Correlations between dynamic motions and function in modular proteins.

摘要

The aim of my doctoral dissertation was to study how the structure and dynamics of domains in modular repeat proteins influence their protein binding functions. Two systems were chosen that had similar sizes and number of disulfide bonds, but distinct protein binding functions.; Modules of repeated domains are found in extracellular proteins like thrombomodulin, an anticoagulant cofactor that interacts with thrombin in the clotting cascade and inactivates it. Low density lipoprotein receptor-related protein (LRP1) is also a perfect example of a modular protein, and its domain architecture allows it to clear various ligands from the extracellular space, such as apolipoprotein E.; Chapter I introduces these two systems and their biological relevance. Chapter II starts with the dynamics study by NMR relaxation experiments of the wild type two EGF-like domain fragment from thrombomodulin, TMEGF45, showing some interesting features in the dynamics of the fifth domain. Chapter III compares the dynamics of the single domains TMEGF4 and TMEGF5 to the two domain fragment in order to point out how the dynamics of one domain is affected by the presence of the other showing the close interaction mediated by the key linker residue M388. Chapter IV explores the relationship between the function and dynamics of TMEGF45 by a study of mutations at the linker residue.
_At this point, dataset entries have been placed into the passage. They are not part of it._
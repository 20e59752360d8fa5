use std::io::Write;

use sma_ga_optimizer::market::{BarProvider, load_bars_from_csv};
use sma_ga_optimizer::{
    Criterion, HistoryStore, MarketContext, OptimizerConfig, OptimizerError, PeriodBounds,
    Timeframe,
};
use tempfile::NamedTempFile;

fn write_csv(body: &str) -> NamedTempFile {
    let mut f = NamedTempFile::new().unwrap();
    f.write_all(body.as_bytes()).unwrap();
    f.flush().unwrap();
    f
}

#[test]
fn loads_millisecond_rows_with_header_and_skips_garbage() {
    let f = write_csv(
        "timestamp,open,high,low,close,volume\n\
         1700003600000,1.1,1.2,1.0,1.15,10\n\
         1700000000000,1.0,1.1,0.9,1.05,10\n\
         not,a,valid,row,here\n\
         1700007200000,1.15,1.3,1.1,1.25,10\n",
    );
    let bars = load_bars_from_csv(f.path()).unwrap();
    assert_eq!(bars.len(), 3);
    assert_eq!(bars[0].ts, 1_700_000_000);
    assert_eq!(bars[2].close, 1.25);
}

#[test]
fn loads_mt4_exports_with_split_date_and_time() {
    let f = write_csv(
        "2024.01.02,00:00,1.10000,1.10500,1.09500,1.10200,120\n\
         2024.01.02,01:00,1.10200,1.10700,1.10100,1.10600,98\n",
    );
    let ctx = MarketContext::new("EURUSD", Timeframe::H1);
    let store = HistoryStore::load_csv(f.path(), ctx.clone()).unwrap();
    assert_eq!(store.len(), 2);
    assert_eq!(Timeframe::infer(store.history()), Some(Timeframe::H1));

    let newest = store.bars(&ctx, 1).unwrap();
    assert_eq!(newest[0].close, 1.106);
    assert_eq!(newest[0].ts, 1_704_157_200);
}

#[test]
fn empty_file_is_an_error() {
    let f = write_csv("time,open,high,low,close\n");
    let err = HistoryStore::load_csv(f.path(), MarketContext::new("X", Timeframe::D1)).unwrap_err();
    assert!(matches!(err, OptimizerError::NoBars(_)));
}

#[test]
fn config_file_round_trip() {
    let f = write_csv(
        "[market]\nsymbol = \"USDJPY\"\ntimeframe = \"D1\"\n\n\
         [genetic]\npopulation_size = 12\ncriterion = \"profit-drawdown-ratio\"\n\
         bounds = { min_period = 2, max_period = 60, min_gap = 3 }\n",
    );
    let cfg = OptimizerConfig::load(f.path()).unwrap();
    assert_eq!(cfg.context(), MarketContext::new("USDJPY", Timeframe::D1));
    assert_eq!(cfg.genetic.population_size, 12);
    assert_eq!(cfg.genetic.criterion, Criterion::ProfitDrawdownRatio);
    assert_eq!(cfg.genetic.bounds, PeriodBounds::new(2, 60, 3));
}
An ordering of key thrombin binding residues proves to be important for function.; The last chapter, focuses on narrowing down the smallest fragment of LRP1 that will still bind apoE. The production and characterization of the different repeats as well as results from binding assays on different fragments are described. Finally chemical shift perturbation experiments that show which residues within the domains are affected upon binding of apoE to the three domain fragment.